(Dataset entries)
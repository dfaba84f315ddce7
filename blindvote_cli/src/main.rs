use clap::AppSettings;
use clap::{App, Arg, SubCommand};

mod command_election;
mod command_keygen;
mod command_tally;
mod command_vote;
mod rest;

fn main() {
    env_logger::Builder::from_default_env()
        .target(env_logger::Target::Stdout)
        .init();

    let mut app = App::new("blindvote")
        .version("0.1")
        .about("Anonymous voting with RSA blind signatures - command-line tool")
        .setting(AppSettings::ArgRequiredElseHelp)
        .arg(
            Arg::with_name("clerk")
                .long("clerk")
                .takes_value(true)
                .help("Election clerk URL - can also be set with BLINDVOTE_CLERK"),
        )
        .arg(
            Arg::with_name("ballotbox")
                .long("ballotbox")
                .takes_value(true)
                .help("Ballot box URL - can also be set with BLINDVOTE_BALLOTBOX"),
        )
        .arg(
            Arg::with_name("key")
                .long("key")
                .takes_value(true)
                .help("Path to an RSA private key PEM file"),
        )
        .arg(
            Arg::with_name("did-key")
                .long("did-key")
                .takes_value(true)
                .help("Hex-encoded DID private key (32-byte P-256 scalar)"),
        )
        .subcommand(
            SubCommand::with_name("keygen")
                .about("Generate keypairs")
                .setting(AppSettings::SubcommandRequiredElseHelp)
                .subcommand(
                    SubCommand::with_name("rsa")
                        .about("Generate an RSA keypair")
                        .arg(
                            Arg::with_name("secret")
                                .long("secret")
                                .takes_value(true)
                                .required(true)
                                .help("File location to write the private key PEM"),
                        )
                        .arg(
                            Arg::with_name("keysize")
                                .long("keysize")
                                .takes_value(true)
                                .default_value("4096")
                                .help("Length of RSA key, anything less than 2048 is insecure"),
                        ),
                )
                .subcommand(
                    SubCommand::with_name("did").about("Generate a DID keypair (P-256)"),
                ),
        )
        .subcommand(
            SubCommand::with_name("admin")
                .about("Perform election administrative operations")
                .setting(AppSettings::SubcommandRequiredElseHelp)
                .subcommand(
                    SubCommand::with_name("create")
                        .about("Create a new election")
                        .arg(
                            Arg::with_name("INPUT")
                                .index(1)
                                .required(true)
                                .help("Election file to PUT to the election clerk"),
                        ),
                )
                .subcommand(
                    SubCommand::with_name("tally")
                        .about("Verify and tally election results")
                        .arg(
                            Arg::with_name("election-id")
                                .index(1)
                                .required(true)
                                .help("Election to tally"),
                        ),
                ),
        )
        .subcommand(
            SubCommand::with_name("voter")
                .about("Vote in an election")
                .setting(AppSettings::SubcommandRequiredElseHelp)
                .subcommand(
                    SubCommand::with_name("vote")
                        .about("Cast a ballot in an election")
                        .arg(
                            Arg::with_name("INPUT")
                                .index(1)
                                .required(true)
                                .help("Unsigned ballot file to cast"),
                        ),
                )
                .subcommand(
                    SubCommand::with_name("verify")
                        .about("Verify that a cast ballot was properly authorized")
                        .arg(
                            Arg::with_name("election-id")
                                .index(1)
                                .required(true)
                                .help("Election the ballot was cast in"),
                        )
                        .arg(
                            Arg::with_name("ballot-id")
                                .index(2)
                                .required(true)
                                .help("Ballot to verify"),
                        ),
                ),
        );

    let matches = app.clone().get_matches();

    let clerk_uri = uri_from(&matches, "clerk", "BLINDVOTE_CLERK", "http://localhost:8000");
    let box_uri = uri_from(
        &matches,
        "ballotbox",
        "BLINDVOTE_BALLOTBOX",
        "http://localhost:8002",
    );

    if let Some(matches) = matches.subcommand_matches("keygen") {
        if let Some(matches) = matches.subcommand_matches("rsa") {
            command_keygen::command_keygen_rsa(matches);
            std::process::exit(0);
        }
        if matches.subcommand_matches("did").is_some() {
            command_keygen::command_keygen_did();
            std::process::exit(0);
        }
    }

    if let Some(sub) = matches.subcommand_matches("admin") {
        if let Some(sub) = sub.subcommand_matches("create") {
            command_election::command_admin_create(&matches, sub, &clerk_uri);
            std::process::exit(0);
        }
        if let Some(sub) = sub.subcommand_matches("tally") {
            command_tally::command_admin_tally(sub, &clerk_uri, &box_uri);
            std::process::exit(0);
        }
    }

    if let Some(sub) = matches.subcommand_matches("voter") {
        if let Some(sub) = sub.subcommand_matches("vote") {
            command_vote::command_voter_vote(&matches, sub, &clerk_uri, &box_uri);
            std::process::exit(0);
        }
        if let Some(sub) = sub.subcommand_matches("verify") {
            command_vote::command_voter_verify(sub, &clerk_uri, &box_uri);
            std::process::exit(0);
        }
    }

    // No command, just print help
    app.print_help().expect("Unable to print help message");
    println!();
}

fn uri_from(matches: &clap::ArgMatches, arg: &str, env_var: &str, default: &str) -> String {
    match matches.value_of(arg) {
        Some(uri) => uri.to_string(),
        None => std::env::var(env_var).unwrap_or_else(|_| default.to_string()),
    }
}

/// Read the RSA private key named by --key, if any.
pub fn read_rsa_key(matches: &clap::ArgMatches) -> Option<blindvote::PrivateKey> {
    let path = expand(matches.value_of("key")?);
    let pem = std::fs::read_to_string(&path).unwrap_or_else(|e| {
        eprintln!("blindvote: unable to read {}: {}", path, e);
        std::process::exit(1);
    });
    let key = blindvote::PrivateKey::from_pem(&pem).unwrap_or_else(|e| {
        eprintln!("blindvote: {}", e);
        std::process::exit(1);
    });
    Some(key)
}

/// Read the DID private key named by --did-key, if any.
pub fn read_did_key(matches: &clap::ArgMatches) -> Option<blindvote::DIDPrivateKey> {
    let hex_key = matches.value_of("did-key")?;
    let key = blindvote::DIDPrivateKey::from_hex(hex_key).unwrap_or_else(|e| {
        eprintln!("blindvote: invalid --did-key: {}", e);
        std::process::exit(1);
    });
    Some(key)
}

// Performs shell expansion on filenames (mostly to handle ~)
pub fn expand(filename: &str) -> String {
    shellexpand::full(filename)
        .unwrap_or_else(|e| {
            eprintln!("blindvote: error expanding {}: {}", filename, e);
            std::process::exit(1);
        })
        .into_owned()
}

To do: Looking at the entries above, count the lines that hold the string "about" and reply with the count alone.

Output below: 10